Forgiveness After Betrayal: Is It Possible? (or How Well Do You Know The Man In Your Life?)
I have never done anything like this before, but I feel I am at the end of my tether. I am 32 and I was previously in a relationship for 8 years, with someone who I thought was the love of my life. We had been friends since we were 16 and started dating when I was 21. We were engaged at 24 and then 6 months later I found out he had slept with my best friends sister. We split up for a year, but were drawn back together. It wasn't easy, but we somehow worked through it and we were happy and looking to the future. We put a deposit on a house and then bang, I found out he was in debt and he couldn't get a mortgage!!! I was devastated. Family had warned me about him, my sister-in-law even threatened if I moved in with him I wouldn't see my nephews anymore.
We split up and it took me 2 years before I entered my next relationship. With a man who I had known for 3 years and was the complete opposite to my Ex. He was quiet, sensitive, had a good job and we shared so many interests and just clicked together. We finally got together a year ago.
My new man turned out to be a bit of a loner and therefore relied on me quite a lot to be around and became friends with my "girlfriends". This started to grate on me a bit, not because I was jealous of his friendships with my girlfriends, but because I felt I couldn't chat to my friends about anything good/bad with my new man, for fear that I looked back talking about him. Anyway, I came to realize that this was just part of our relationship.
Next came a shock....he was in a well paid job, earning 40k, when he was suddenly sacked!! I was in shock. Although we don't live together and both have our own rented accommodation, I still found it difficult with this issue. When I asked him why, he said it wasn't his fault. He checked a piece of work for someone else (he works for an IT/Software company) and he had to sign to say it had been checked. However a customer had complained and he was told by his managers that he was a financial risk and was sacked!!

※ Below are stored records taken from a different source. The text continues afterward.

//! 애플리케이션 설정 구조체.
//!
//! 서버 URL, 요청 타임아웃, 콘솔 동작(디버그 모드, 재시작 대기 시간) 등
//! 런타임 설정을 정의한다. 설정 파일은 [`crate::config_manager`]가 관리하며
//! 환경 변수와 CLI 인자가 순서대로 덮어쓴다.

use serde::{Deserialize, Serialize};
use std::time::Duration;

/// API 경로 접두사
pub const API_PREFIX: &str = "/api/v2";

/// 서버 URL 환경 변수
pub const ENV_API_URL: &str = "SOTERIA_API_URL";

/// 디버그 모드 환경 변수 (값이 비어 있지 않으면 활성)
pub const ENV_DEBUG: &str = "SOTERIA_DEBUG";

/// 최상위 애플리케이션 설정
#[derive(Debug, Clone, Serialize, Deserialize)]
pub struct AppConfig {
    /// 서버 연결 설정
    pub server: ServerConfig,
    /// 콘솔 동작 설정
    #[serde(default)]
    pub console: ConsoleConfig,
}

/// 서버 연결 설정
#[derive(Debug, Clone, Serialize, Deserialize)]
pub struct ServerConfig {
    /// 대시보드 도메인 (예: "https://soteria.example.com")
    pub base_url: String,
    /// 요청 타임아웃 (밀리초)
    #[serde(default = "default_request_timeout_ms")]
    pub request_timeout_ms: u64,
}

/// 콘솔 동작 설정
#[derive(Debug, Clone, Serialize, Deserialize)]
pub struct ConsoleConfig {
    /// 디버그 모드: 에러 토스트와 함께 전체 에러를 로그로 남긴다
    #[serde(default)]
    pub debug: bool,
    /// nginx 설정 저장 후 서비스 재시작 대기 시간 (초)
    #[serde(default = "default_restart_countdown_secs")]
    pub restart_countdown_secs: u64,
    /// 인증 토큰을 디스크에 보관할지
    #[serde(default = "default_true")]
    pub persist_token: bool,
}

impl Default for ConsoleConfig {
    fn default() -> Self {
        Self {
            debug: false,
            restart_countdown_secs: default_restart_countdown_secs(),
            persist_token: true,
        }
    }
}

fn default_request_timeout_ms() -> u64 {
    30_000
}

fn default_restart_countdown_secs() -> u64 {
    30
}

fn default_true() -> bool {
    true
}

impl AppConfig {
    /// 기본 설정
    pub fn default_config() -> Self {
        Self {
            server: ServerConfig {
                base_url: "http://localhost:3000".to_string(),
                request_timeout_ms: default_request_timeout_ms(),
            },
            console: ConsoleConfig::default(),
        }
    }

    /// 요청 타임아웃을 Duration으로 반환
    pub fn request_timeout(&self) -> Duration {
        Duration::from_millis(self.server.request_timeout_ms)
    }

    /// 재시작 대기 시간을 Duration으로 반환
    pub fn restart_countdown(&self) -> Duration {
        Duration::from_secs(self.console.restart_countdown_secs)
    }

    /// API 기본 URL (후행 `/` 제거 + `/api/v2`)
    pub fn api_url(&self) -> String {
        format!("{}{}", self.server.base_url.trim_end_matches('/'), API_PREFIX)
    }

    /// 환경 변수로 설정 덮어쓰기
    pub fn apply_env_overrides(&mut self) {
        self.apply_overrides_from(|key| std::env::var(key).ok());
    }

    /// 주어진 조회 함수로 설정 덮어쓰기 (테스트용 분리)
    pub fn apply_overrides_from<F>(&mut self, lookup: F)
    where
        F: Fn(&str) -> Option<String>,
    {
        if let Some(url) = lookup(ENV_API_URL).filter(|v| !v.trim().is_empty()) {
            self.server.base_url = url;
        }
        if lookup(ENV_DEBUG).is_some_and(|v| !v.is_empty()) {
            self.console.debug = true;
        }
    }
}
//! 시스템 및 Pro 명령.

use soteria_core::error::CoreError;
use serde::de::DeserializeOwned;
use soteria_core::models::pro::{ProConfig, TwoFactorAuthRequest};
use std::path::Path;

use super::{print_json, Context};
use crate::cli::{NetdataCommand, ProCommand, SystemCommand};

async fn read_json<T: DeserializeOwned>(path: &Path) -> Result<T, CoreError> {
    let content = tokio::fs::read(path).await?;
    Ok(serde_json::from_slice(&content)?)
}

pub(super) async fn run_system(cmd: SystemCommand, ctx: &Context) -> Result<(), CoreError> {
    let api = &ctx.api;
    match cmd {
        SystemCommand::Info => print_json(&api.get_soteria_info().await?)?,
        SystemCommand::Version => print_json(&api.get_version_info().await?)?,
        SystemCommand::Update { latest_version } => {
            api.perform_update(&latest_version).await?;
            ctx.toaster
                .toast_info("Update process has started. Soteria will restart shortly.");
        }
        SystemCommand::RootDomain { domain, force } => {
            api.update_root_domain(&domain, force).await?;
            ctx.toaster
                .toast_success(&format!("Root domain is set to {domain}."));
        }
        SystemCommand::EnableRootSsl { email } => {
            api.enable_root_ssl(&email).await?;
            ctx.toaster.toast_success("Root domain HTTPS is enabled.");
        }
        SystemCommand::ForceSsl { enabled } => {
            api.force_ssl(enabled).await?;
            ctx.toaster.toast_success(if enabled {
                "HTTPS is now enforced."
            } else {
                "HTTPS is no longer enforced."
            });
        }
        SystemCommand::LoadBalancer => print_json(&api.get_load_balancer_info().await?)?,
        SystemCommand::Netdata(NetdataCommand::Show) => {
            print_json(&api.get_net_data_info().await?)?
        }
        SystemCommand::Netdata(NetdataCommand::Set { file }) => {
            let info: serde_json::Value = read_json(&file).await?;
            api.update_net_data_info(&info).await?;
            ctx.toaster.toast_success("NetData settings are updated.");
        }
        SystemCommand::Backup => {
            let token = api.create_backup().await?;
            println!(
                "{}/downloads/?namespace=soteria&downloadToken={}",
                api.api_base_url(),
                token.download_token
            );
        }
    }
    Ok(())
}

pub(super) async fn run_pro(cmd: ProCommand, ctx: &Context) -> Result<(), CoreError> {
    let api = &ctx.api;
    match cmd {
        ProCommand::State => print_json(&api.get_pro_features_state().await?)?,
        ProCommand::SetApiKey { key } => {
            api.set_pro_api_key(&key).await?;
            ctx.toaster.toast_success("Pro API key is saved.");
        }
        ProCommand::Configs => print_json(&api.get_pro_configs().await?)?,
        ProCommand::SetConfigs { file } => {
            let configs: ProConfig = read_json(&file).await?;
            api.set_pro_configs(&configs).await?;
            ctx.toaster.toast_success("Pro configs are saved.");
        }
        ProCommand::Otp => print_json(&api.get_otp_status().await?)?,
        ProCommand::EnableOtp { token } => {
            let response = api
                .set_otp_status(&TwoFactorAuthRequest {
                    enabled: true,
                    token,
                })
                .await?;
            match response.otp_path {
                Some(path) if !response.is_enabled => {
                    println!("{path}");
                    ctx.toaster.toast_info(
                        "Register the URI in your authenticator, then confirm with --token.",
                    );
                }
                _ => ctx.toaster.toast_success("Two-factor authentication is enabled."),
            }
        }
        ProCommand::DisableOtp => {
            api.set_otp_status(&TwoFactorAuthRequest {
                enabled: false,
                token: None,
            })
            .await?;
            ctx.toaster
                .toast_success("Two-factor authentication is disabled.");
        }
    }
    Ok(())
}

Nothing made sense to me. I asked questions, he said he didn't have the answers for me, or he didn't know. I asked why he was a financial risk, what did they mean? No answer. i felt sick and confused. I am at the stage now in my life where i want to get a mortgage, setle down and have a family. I work hard and have a good job, it's a natural progression.
Anyway, after much talking and still no answers, another bombshell he told me he was in 40K worth of debt. What? How? He comes from a very wealthy family, he has always rented. When he lived in the south he shared a rented house, until he moved up North 5 years ago. He then house shared for a year before moving into his own rented flat. Nothing unusual with that. It was a luxury flat, he didn't have designer furniture, just supermarket ranges....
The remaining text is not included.